Matters of Life and Death in Computational Cell Biology

TL;DR

The paper addresses the lack of a principled life-death boundary in computational cell biology and argues that a formal theory of cellular viability is needed. It proposes a geometric framework built around viability regions and viability space decomposition to unify living dynamics with death across subcellular to multicellular scales, introducing mortality, ordering, and collapse manifolds as organizing principles. It contrasts extrinsic viability, imposed by models, with intrinsic viability, arising from self-maintaining networks, and demonstrates intrinsic viability through idealized models like Conway’s Game of Life. This framework aims to guide the development of more coherent whole-cell and multicellular models and to align theoretical viability with empirical manifold structures, ultimately supporting digital twins and predictive biology at multiple scales.

Abstract

Nearly all cell models explicitly or implicitly deal with the biophysical constraints that must be respected for life to persist. Despite this, there is almost no systematicity in how these constraints are implemented, and we lack a principled understanding of how cellular dynamics interact with them and how they originate in actual biology. Computational cell biology will only overcome these concerns once it treats the life-death boundary as a central concept, creating a theory of cellular viability. We lay the foundation for such a development by demonstrating how specific geometric structures can separate regions of qualitatively similar survival outcomes in our models, offering new global organizing principles for cell fate. We also argue that idealized models of emergent individuals offer a tractable way to begin understanding life's intrinsically generated limits.

Figures (6)

• Figure 1: Viability space as a geometric concept in a minimal 2D-3D visualization.A. In the space of essential variables, the viability boundary (light blue) marks the edge of the viability region where a cell can still be considered alive.
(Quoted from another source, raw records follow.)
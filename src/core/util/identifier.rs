// SPDX-License-Identifier: MIT OR Apache-2.0

//! Identifier normalization
//!
//! Turns display text such as `"add and"` or `"first name"` into canonical
//! identifiers (`AddAnd`, `firstName`). Text that already consists only of
//! identifier characters is returned unchanged, which makes both functions
//! idempotent.

/// Normalize text into a class-style identifier (used for scenario names).
///
/// Qualified names (containing `$`, or a `.` anywhere but the last position)
/// are returned unchanged.
pub fn to_class_name(text: &str) -> String {
    if has_dot_before_end(text) || text.contains('$') {
        return text.to_string();
    }
    normalize(text, true)
}

/// Normalize text into a method-style identifier (used for parameter names).
pub fn to_method_name(text: &str) -> String {
    normalize(text, false)
}

fn normalize(text: &str, capitalize_first: bool) -> String {
    if !text.chars().any(is_separator) {
        return text.to_string();
    }

    let mut out = String::with_capacity(text.len());
    let mut capitalize_next = capitalize_first;
    for c in text.chars() {
        if is_separator(c) {
            capitalize_next = true;
        } else if capitalize_next {
            out.extend(c.to_uppercase());
            capitalize_next = false;
        } else {
            out.push(c);
        }
    }
    out
}

fn has_dot_before_end(text: &str) -> bool {
    match text.find('.') {
        Some(idx) => idx != text.len() - 1,
        None => false,
    }
}

fn is_separator(c: char) -> bool {
    !(c.is_alphanumeric() || c == '_')
}
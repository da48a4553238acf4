// SPDX-License-Identifier: MIT OR Apache-2.0

#![allow(dead_code)]

use scenario_tables::prelude::*;
use std::cell::RefCell;

pub fn init_logging() {
    let _ = env_logger::builder().is_test(true).try_init();
}

pub fn table(rows: &[&[&str]]) -> GridTable {
    GridTable::from_rows(rows.iter().map(|row| row.iter().copied()))
}

pub fn cells(values: &[&str]) -> Vec<String> {
    values.iter().map(|v| v.to_string()).collect()
}

/// Interpreter double: one instruction per body row, completion driven by the test
#[derive(Default)]
pub struct RecordingInterpreter {
    pub dispatched: RefCell<Vec<(ChildAttachment, GridTable)>>,
    pub senders: RefCell<Vec<(String, CompletionSender)>>,
    pub refuse: bool,
}

impl RecordingInterpreter {
    pub fn refusing() -> Self {
        Self {
            refuse: true,
            ..Default::default()
        }
    }

    /// Report `summary` for the nested unit dispatched for `row`
    pub fn complete_row(&self, row: usize, summary: TestSummary) {
        self.take_sender(row).complete(summary);
    }

    pub fn crash_row(&self, row: usize, summary: TestSummary, message: &str) {
        self.take_sender(row).crash(summary, message);
    }

    /// Drop the sender without reporting, as a dead backend would
    pub fn lose_row(&self, row: usize) {
        drop(self.take_sender(row));
    }

    fn take_sender(&self, row: usize) -> CompletionSender {
        let child_id = self
            .dispatched
            .borrow()
            .iter()
            .find(|(attachment, _)| attachment.row == row)
            .map(|(attachment, _)| attachment.child_id.clone())
            .expect("no dispatch for row");
        let mut senders = self.senders.borrow_mut();
        let idx = senders
            .iter()
            .position(|(id, _)| *id == child_id)
            .expect("sender already used");
        senders.remove(idx).1
    }
}

impl ScriptInterpreter for RecordingInterpreter {
    fn interpret(&self, body: GridTable, attachment: ChildAttachment) -> ScenarioResult<DispatchedUnit> {
        if self.refuse {
            return Err(ScenarioError::dispatch("slim server not running"));
        }
        let instructions = body
            .rows()
            .iter()
            .enumerate()
            .map(|(i, row)| Instruction::new(format!("{}_{}", attachment.child_id, i), row.clone()))
            .collect();
        let (sender, completion) = completion_link();
        self.senders
            .borrow_mut()
            .push((attachment.child_id.clone(), sender));
        self.dispatched.borrow_mut().push((attachment, body));
        Ok(DispatchedUnit {
            instructions,
            completion,
        })
    }
}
B. The viability region is expanded across the range of unconstrained variables, such as location in the environment, although its structure is not modified across these dimensions.
• Figure 2: The geometry of multicellular viability constraints. To generalize the geometric idea of life-death boundaries to models of more than one cell, we need to begin thinking about multicellular dynamics as playing out in the intersection of all participating cells’ viability regions. This figure shows an example of three cells’ essential variables in a unified space. When the system’s dynamics result in the green cell violating its viability constraint, it dies, leaving the other two cells behind. This can be imagined as the intersection of viability regions collapsing in its dimensionality.
• Figure 3: Schematic of viability space decomposition for a single cell. A. A single attractor (dark blue) is located within the viability region such that all of the vectors on the boundary point inward, and the entire region is asymptotically viable (green). B. The attractor is outside of the viability region, such that every initial condition leads to a trajectory that will die in finite time and will never finish the path to the attractor (gray), making the whole region transiently viable (orange). C. The attractor is within the boundary of the viability region, but some of the initial conditions in its would-be basin die in the transient. To decompose the viability region into its asymptotically and transiently viable sets, we find where the vector field is tangent to the viability boundary (magenta point). Since this point leads to an asymptotically viable trajectory, it is a mortality point, and its backward time trajectory is a mortality manifold that separates the two sets.
• Figure 4: Multicellular viability space decomposition as a hybrid dynamical system.A. It is possible to visualize a multicellular model as a type of directed graph. Each node represents the cells currently alive with the corresponding continuous state space, and edges are the transitions that take place between nodes when one or more cells simultaneously die. Colored edges correspond to specific trajectories in the following subplots. B. Where both cells’ viability constraints meet (cyan square), the dynamics result in both cells perishing simultaneously. The backward time trajectory (dashed cyan trajectory) of this point forms an ordering manifold where either the blue or purple cell will have its viability constraints violated first. C. When the purple cell dies, the fate of the blue cell depends on its own state as it collapses into its independent one-dimensional space (double arrows). If the blue cell falls to the left of its unstable equilibrium point (red dot), it will head towards a terminal attractor, and if it falls to the right, it will be asymptotically viable. To know which initial conditions in the joint blue-purple cell space will result in either outcome, we can find the terminal point that collapses onto the unstable equilibrium (red square) and integrate it backward in time to get a collapse manifold (dashed red trajectory).
• Figure 5: A schematic of the intrinsic viability region of a glider in Conway’s Game of Life. The glider is defined by a pattern of on-cells (brown) and a surrounding layer of off-cells (yellow) that function as its physical boundary or membrane. As the glider moves through its environment, it encounters various environmental configurations that function as perturbations, which will either result in a viable (green) or nonviable transformation (orange) according to its conditions for self-maintenance. The states that lead to the green transitions are in the interior of the viability region (light gray), and the state that results in a terminal transition belongs to its boundary (light blue). The complement of the viable set are all the configurations that do not contain the glider.